It's the exact same story that pathetic local news stations use for scare stories between "Your New Carpet Could Give You AIDS" and "Highway Killings: More Common Than You Think." But it's even worse, as it's in a "respected" newspaper and it's a good five years beyond when this could even questionably be considered newsworthy.

It goes through the same formula that all these stories do: first, it uses an example of "l33t 5p34k" that is full of numbers, is pretty much unreadable and no one actually would ever use. This is to shock people into feeling like they're out of the loop. It then interviews a bunch of kids "in the know" about it, who then show that, well, it's really just a jokey set of misspellings that people say when around fellow dorks. Then, they interview some dude with his panties in a twist about how the English language is going down the tubes because kids are saying lawl to each other.

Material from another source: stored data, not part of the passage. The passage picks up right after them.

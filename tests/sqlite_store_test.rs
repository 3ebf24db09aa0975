#![cfg(feature = "sqlite")]

use anyhow::Result;
use rand::rngs::StdRng;
use rand::SeedableRng;
use reviewer_assign::domain::model::{
    PullRequest, PullRequestId, StatusId, Team, TeamMember, User, UserId,
};
use reviewer_assign::domain::ports::{
    PullRequestRepository, StatusRepository, TeamRepository, UserRepository,
};
use reviewer_assign::utils::error::{AssignError, StoreError};
use reviewer_assign::{ReviewEngine, SqliteStore};
use std::sync::Arc;
use tempfile::TempDir;

async fn open_store() -> Result<(TempDir, SqliteStore)> {
    let dir = TempDir::new()?;
    let store = SqliteStore::open(&dir.path().join("nested").join("reviewers.db")).await?;
    Ok((dir, store))
}

async fn open_status(store: &SqliteStore) -> Result<StatusId> {
    let statuses = store.all_statuses().await?;
    let open = statuses
        .into_iter()
        .find(|status| status.name == "OPEN")
        .ok_or_else(|| anyhow::anyhow!("OPEN status not seeded"))?;
    Ok(open.id)
}

#[tokio::test]
async fn test_status_catalog_is_seeded() -> Result<()> {
    let (_dir, store) = open_store().await?;
    let names: Vec<String> = store.all_statuses().await?.into_iter().map(|s| s.name).collect();
    assert_eq!(names, vec!["OPEN".to_string(), "MERGED".to_string()]);
    Ok(())
}

#[tokio::test]
async fn test_user_round_trip() -> Result<()> {
    let (_dir, store) = open_store().await?;
    let mut user = User::new(UserId::new_v4(), "alice", true);
    store.create_user(&user).await?;

    user.is_active = false;
    store.update_user(&user).await?;

    let loaded = store.find_user(user.id).await?;
    assert_eq!(loaded.username, "alice");
    assert!(!loaded.is_active);

    let err = store.create_user(&user).await.unwrap_err();
    assert!(matches!(err, StoreError::AlreadyExists { .. }));

    store.delete_user(user.id).await?;
    assert!(store.find_user(user.id).await.unwrap_err().is_not_found());
    Ok(())
}

#[tokio::test]
async fn test_failed_reviewer_insert_rolls_back_pull_request() -> Result<()> {
    let (_dir, store) = open_store().await?;
    let status = open_status(&store).await?;
    let reviewer = UserId::new_v4();

    // The same reviewer twice violates UNIQUE (pull_request_id, reviewer_id).
    let pr = PullRequest::open(
        PullRequestId::new_v4(),
        "broken",
        UserId::new_v4(),
        status,
        vec![reviewer, reviewer],
    );

    assert!(store.create_pull_request(&pr).await.is_err());
    assert!(store.find_pull_request(pr.id).await.unwrap_err().is_not_found());
    assert!(store.all_pull_requests().await?.is_empty());
    Ok(())
}

#[tokio::test]
async fn test_pull_request_round_trip_preserves_reviewer_order() -> Result<()> {
    let (_dir, store) = open_store().await?;
    let status = open_status(&store).await?;
    let (author, first, second) = (UserId::new_v4(), UserId::new_v4(), UserId::new_v4());

    let reviewers = vec![second, first];
    let pr = PullRequest::open(PullRequestId::new_v4(), "ordered", author, status, reviewers);
    store.create_pull_request(&pr).await?;

    let loaded = store.find_pull_request(pr.id).await?;
    assert_eq!(loaded.reviewers, vec![second, first]);
    assert_eq!(loaded.title, "ordered");
    assert_eq!(loaded.version, 0);
    assert!(loaded.merged_at.is_none());

    assert_eq!(store.pull_requests_by_reviewer(first).await?.len(), 1);
    assert_eq!(store.pull_requests_by_author(author).await?.len(), 1);

    let err = store.create_pull_request(&pr).await.unwrap_err();
    assert!(matches!(err, StoreError::AlreadyExists { .. }));
    Ok(())
}

#[tokio::test]
async fn test_update_is_compare_and_swap() -> Result<()> {
    let (_dir, store) = open_store().await?;
    let status = open_status(&store).await?;
    let (a, b, c) = (UserId::new_v4(), UserId::new_v4(), UserId::new_v4());

    let pr = PullRequest::open(PullRequestId::new_v4(), "cas", a, status, vec![b]);
    store.create_pull_request(&pr).await?;

    let mut winner = pr.clone();
    winner.reviewers = vec![c];
    winner.version = 1;
    store.update_pull_request(&winner, 0).await?;

    let mut loser = pr.clone();
    loser.title = "stale".to_string();
    loser.version = 1;
    let err = store.update_pull_request(&loser, 0).await.unwrap_err();
    assert!(matches!(err, StoreError::VersionConflict { expected: 0, found: 1, .. }));

    let stored = store.find_pull_request(pr.id).await?;
    assert_eq!(stored.reviewers, vec![c]);
    assert_eq!(stored.title, "cas");

    let missing = PullRequest::open(PullRequestId::new_v4(), "ghost", a, status, vec![]);
    assert!(store.update_pull_request(&missing, 0).await.unwrap_err().is_not_found());
    Ok(())
}

#[tokio::test]
async fn test_team_membership_moves_between_teams() -> Result<()> {
    let (_dir, store) = open_store().await?;
    let (a, b) = (UserId::new_v4(), UserId::new_v4());

    let red = Team::new("red", vec![a, b]);
    store.create_team(&red).await?;
    let blue = Team::new("blue", vec![a]);
    store.create_team(&blue).await?;

    assert_eq!(store.find_team_by_member(a).await?.name, "blue");
    assert_eq!(store.find_team_by_member(b).await?.name, "red");
    assert_eq!(store.find_team(red.id).await?.members, vec![b]);

    let err = store.create_team(&Team::new("red", vec![])).await.unwrap_err();
    assert!(matches!(err, StoreError::AlreadyExists { .. }));

    store.delete_team(red.id).await?;
    assert!(store.find_team_by_member(b).await.unwrap_err().is_not_found());
    Ok(())
}

#[tokio::test]
async fn test_engine_on_sqlite() -> Result<()> {
    let (_dir, store) = open_store().await?;
    let store = Arc::new(store);
    let engine =
        ReviewEngine::with_rng(store.clone(), StdRng::seed_from_u64(9)).with_status_cache(true);
    let (a, b, c) = (UserId::new_v4(), UserId::new_v4(), UserId::new_v4());

    engine
        .upsert_team(
            "T",
            [(a, "A"), (b, "B"), (c, "C")]
                .into_iter()
                .map(|(user_id, name)| TeamMember {
                    user_id,
                    username: name.to_string(),
                    is_active: true,
                })
                .collect(),
        )
        .await?;

    let pr_id = PullRequestId::new_v4();
    let created = engine.create_pull_request(pr_id, "title", a).await?;
    assert_eq!(created.pull_request.reviewers.len(), 2);

    let first = engine.mark_merged(pr_id).await?;
    let second = engine.mark_merged(pr_id).await?;
    assert_eq!(
        first.pull_request.merged_at.map(|t| t.timestamp_millis()),
        second.pull_request.merged_at.map(|t| t.timestamp_millis())
    );
    assert_eq!(second.status, "MERGED");

    let err = engine.reassign_reviewer(b, pr_id).await.unwrap_err();
    assert!(matches!(err, AssignError::PrAlreadyMerged { .. }));

    let for_c = engine.find_by_reviewer(c).await?;
    assert_eq!(for_c.len(), 1);
    assert_eq!(for_c[0].status, "MERGED");
    Ok(())
}
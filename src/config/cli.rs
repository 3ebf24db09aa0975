use crate::config::{ServerSettings, StoreBackend, TomlConfig};
use crate::utils::error::Result;
use clap::Parser;
use serde::{Deserialize, Serialize};
use std::path::PathBuf;

/// Command-line flags. Unset flags fall back to the TOML file, then to the
/// built-in defaults.
#[derive(Debug, Clone, Default, Serialize, Deserialize, Parser)]
#[command(name = "reviewer-assign")]
#[command(about = "Reviewer assignment and pull request lifecycle service")]
pub struct CliConfig {
    /// TOML configuration file
    #[arg(long)]
    pub config: Option<PathBuf>,

    #[arg(long)]
    pub host: Option<String>,

    #[arg(long, env = "SERVER_PORT")]
    pub port: Option<u16>,

    #[arg(long, value_enum)]
    pub store: Option<StoreBackend>,

    #[arg(long, env = "DATABASE_PATH")]
    pub database_path: Option<String>,

    /// Deadline for each engine operation; 0 disables it
    #[arg(long)]
    pub operation_timeout_ms: Option<u64>,

    /// Cache the status catalog after the first lookup
    #[arg(long, num_args = 0..=1, default_missing_value = "true", require_equals = true)]
    pub status_cache: Option<bool>,

    /// Emit JSON log lines
    #[arg(long, num_args = 0..=1, default_missing_value = "true", require_equals = true)]
    pub json_logs: Option<bool>,

    /// Enable verbose output
    #[arg(long, num_args = 0..=1, default_missing_value = "true", require_equals = true)]
    pub verbose: Option<bool>,
}

impl CliConfig {
    /// Resolves defaults, the optional TOML file and these flags into one
    /// settings value.
    pub fn resolve(&self) -> Result<ServerSettings> {
        let mut settings = match &self.config {
            Some(path) => TomlConfig::from_file(path)?.to_settings(),
            None => ServerSettings::default(),
        };

        if let Some(host) = &self.host {
            settings.host = host.clone();
        }
        if let Some(port) = self.port {
            settings.port = port;
        }
        if let Some(store) = self.store {
            settings.store = store;
        }
        if let Some(path) = &self.database_path {
            settings.database_path = path.clone();
        }
        if let Some(timeout) = self.operation_timeout_ms {
            settings.operation_timeout_ms = timeout;
        }
        if let Some(cache) = self.status_cache {
            settings.status_cache = cache;
        }
        if let Some(json) = self.json_logs {
            settings.json_logs = json;
        }
        if let Some(verbose) = self.verbose {
            settings.verbose = verbose;
        }

        Ok(settings)
    }
}

#[cfg(test)]
mod tests {
    use super::*;
    use std::io::Write;
    use tempfile::NamedTempFile;

    #[test]
    fn test_flags_parse() {
        let cli = CliConfig::try_parse_from([
            "reviewer-assign",
            "--host",
            "127.0.0.1",
            "--port",
            "9000",
            "--store",
            "sqlite",
            "--status-cache",
        ])
        .unwrap();

        let settings = cli.resolve().unwrap();
        assert_eq!(settings.host, "127.0.0.1");
        assert_eq!(settings.port, 9000);
        assert_eq!(settings.store, StoreBackend::Sqlite);
        assert!(settings.status_cache);
    }

    #[test]
    fn test_flags_override_file() {
        let mut file = NamedTempFile::new().unwrap();
        file.write_all(
            b"[server]\nport = 7000\nhost = \"10.0.0.1\"\n[store]\nstatus_cache = true\n",
        )
        .unwrap();

        let cli = CliConfig {
            config: Some(file.path().to_path_buf()),
            port: Some(7100),
            ..CliConfig::default()
        };

        let settings = cli.resolve().unwrap();
        assert_eq!(settings.port, 7100);
        assert_eq!(settings.host, "10.0.0.1");
        assert!(settings.status_cache);
    }

    #[test]
    fn test_flags_can_switch_off_file_booleans() {
        let mut file = NamedTempFile::new().unwrap();
        file.write_all(b"[store]\nstatus_cache = true\n[logging]\njson = true\nverbose = true\n")
            .unwrap();
        let path = file.path().to_string_lossy().into_owned();

        let cli = CliConfig::try_parse_from([
            "reviewer-assign",
            "--config",
            path.as_str(),
            "--status-cache=false",
            "--json-logs=false",
        ])
        .unwrap();

        let settings = cli.resolve().unwrap();
        assert!(!settings.status_cache);
        assert!(!settings.json_logs);
        assert!(settings.verbose);
    }

    #[test]
    fn test_missing_config_file_is_an_error() {
        let cli = CliConfig {
            config: Some(PathBuf::from("/definitely/not/here.toml")),
            ..CliConfig::default()
        };
        assert!(cli.resolve().is_err());
    }
}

Let me break this down for you: Back when you were doing the Lindy Hop and wearing zoot suits, you had a set of slang too. It freaked your parents out. It was a way for you to bond with your peers and have a shared language. It did not destroy the sanctity of the English language when you said stuff like 23 Skidoo and bee's knees. This is the exact same thing, but because it comes from the internet, something else that's new and terrifying, you think it's even more disastrous. Well, guess what? It's not. You're an alarmist idiot. Now go back to complaining about how the Wendy's menu used to be a lot better before they banned trans fats and leave reporting about tech culture to people who know wtf they're talking about. [WSJ]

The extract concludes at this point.